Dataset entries
- - -
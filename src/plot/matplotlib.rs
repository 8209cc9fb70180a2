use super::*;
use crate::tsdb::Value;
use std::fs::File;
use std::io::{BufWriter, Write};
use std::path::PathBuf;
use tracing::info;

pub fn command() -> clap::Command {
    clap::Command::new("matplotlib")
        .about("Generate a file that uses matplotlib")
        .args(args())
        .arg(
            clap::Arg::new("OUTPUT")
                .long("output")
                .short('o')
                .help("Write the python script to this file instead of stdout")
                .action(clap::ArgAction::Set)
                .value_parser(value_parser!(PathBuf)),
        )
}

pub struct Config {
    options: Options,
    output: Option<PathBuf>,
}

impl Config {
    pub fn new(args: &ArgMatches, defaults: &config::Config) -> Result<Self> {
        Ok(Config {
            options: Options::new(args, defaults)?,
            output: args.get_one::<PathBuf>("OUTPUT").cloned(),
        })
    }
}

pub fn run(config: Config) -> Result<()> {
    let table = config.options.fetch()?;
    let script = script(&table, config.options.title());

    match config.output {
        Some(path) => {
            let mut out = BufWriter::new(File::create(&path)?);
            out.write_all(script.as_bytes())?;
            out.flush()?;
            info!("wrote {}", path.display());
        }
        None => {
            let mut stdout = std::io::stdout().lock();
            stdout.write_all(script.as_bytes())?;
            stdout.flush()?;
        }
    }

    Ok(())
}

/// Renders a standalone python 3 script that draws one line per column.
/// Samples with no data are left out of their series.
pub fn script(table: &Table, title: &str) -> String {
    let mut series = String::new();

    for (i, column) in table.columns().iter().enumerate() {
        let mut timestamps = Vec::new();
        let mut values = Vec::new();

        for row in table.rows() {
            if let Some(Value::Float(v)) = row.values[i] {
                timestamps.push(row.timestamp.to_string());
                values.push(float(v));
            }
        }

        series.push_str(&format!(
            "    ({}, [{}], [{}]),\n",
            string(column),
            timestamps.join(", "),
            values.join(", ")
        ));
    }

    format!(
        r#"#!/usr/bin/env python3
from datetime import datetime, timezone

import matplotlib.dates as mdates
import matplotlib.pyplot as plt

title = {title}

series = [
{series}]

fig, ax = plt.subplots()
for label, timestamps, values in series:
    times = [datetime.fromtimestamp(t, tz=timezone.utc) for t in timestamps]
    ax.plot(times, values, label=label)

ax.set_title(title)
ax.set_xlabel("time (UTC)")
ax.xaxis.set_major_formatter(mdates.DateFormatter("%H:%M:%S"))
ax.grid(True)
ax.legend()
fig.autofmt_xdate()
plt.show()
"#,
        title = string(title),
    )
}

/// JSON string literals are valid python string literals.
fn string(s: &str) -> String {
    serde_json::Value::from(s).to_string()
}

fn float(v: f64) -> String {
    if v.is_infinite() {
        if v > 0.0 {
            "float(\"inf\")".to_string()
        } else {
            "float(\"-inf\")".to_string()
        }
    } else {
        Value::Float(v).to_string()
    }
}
- - -
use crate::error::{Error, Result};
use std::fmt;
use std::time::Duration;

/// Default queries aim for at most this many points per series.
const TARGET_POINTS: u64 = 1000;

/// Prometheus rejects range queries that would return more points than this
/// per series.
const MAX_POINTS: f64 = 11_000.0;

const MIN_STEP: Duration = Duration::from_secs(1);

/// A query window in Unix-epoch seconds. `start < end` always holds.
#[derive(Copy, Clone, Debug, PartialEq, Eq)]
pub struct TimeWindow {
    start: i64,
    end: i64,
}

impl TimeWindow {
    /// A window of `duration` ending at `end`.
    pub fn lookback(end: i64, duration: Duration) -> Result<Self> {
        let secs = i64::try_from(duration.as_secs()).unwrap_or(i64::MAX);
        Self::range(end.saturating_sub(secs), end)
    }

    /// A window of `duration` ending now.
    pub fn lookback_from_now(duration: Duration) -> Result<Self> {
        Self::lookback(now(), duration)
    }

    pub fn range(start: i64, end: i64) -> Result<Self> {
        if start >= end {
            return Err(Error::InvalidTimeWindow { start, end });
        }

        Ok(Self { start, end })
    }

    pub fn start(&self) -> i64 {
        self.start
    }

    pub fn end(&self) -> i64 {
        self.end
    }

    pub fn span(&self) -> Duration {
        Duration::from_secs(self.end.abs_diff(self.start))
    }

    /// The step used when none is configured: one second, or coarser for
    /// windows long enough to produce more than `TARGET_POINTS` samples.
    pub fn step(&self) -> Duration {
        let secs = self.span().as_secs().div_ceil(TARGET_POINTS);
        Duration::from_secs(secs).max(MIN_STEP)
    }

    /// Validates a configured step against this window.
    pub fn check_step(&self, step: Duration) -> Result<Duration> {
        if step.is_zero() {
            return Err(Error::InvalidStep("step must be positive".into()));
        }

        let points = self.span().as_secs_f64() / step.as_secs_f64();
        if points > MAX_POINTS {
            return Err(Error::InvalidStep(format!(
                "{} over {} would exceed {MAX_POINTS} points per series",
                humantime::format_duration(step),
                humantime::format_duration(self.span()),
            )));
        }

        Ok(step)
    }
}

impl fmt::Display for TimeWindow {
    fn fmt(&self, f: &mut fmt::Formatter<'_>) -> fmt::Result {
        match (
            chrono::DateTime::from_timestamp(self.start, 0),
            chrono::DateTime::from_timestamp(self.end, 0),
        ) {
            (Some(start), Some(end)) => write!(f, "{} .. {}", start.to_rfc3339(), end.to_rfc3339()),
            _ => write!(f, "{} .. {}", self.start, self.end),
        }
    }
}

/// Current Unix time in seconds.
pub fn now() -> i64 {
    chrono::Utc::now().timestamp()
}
- - -
WORK REQUIRED.
Go through the data above and copy each line that holds the word "timestamps".

YOUR RESPONSE.
        let mut timestamps = Vec::new();
                timestamps.push(row.timestamp.to_string());
            timestamps.join(", "),
for label, timestamps, values in series:
    times = [datetime.fromtimestamp(t, tz=timezone.utc) for t in timestamps]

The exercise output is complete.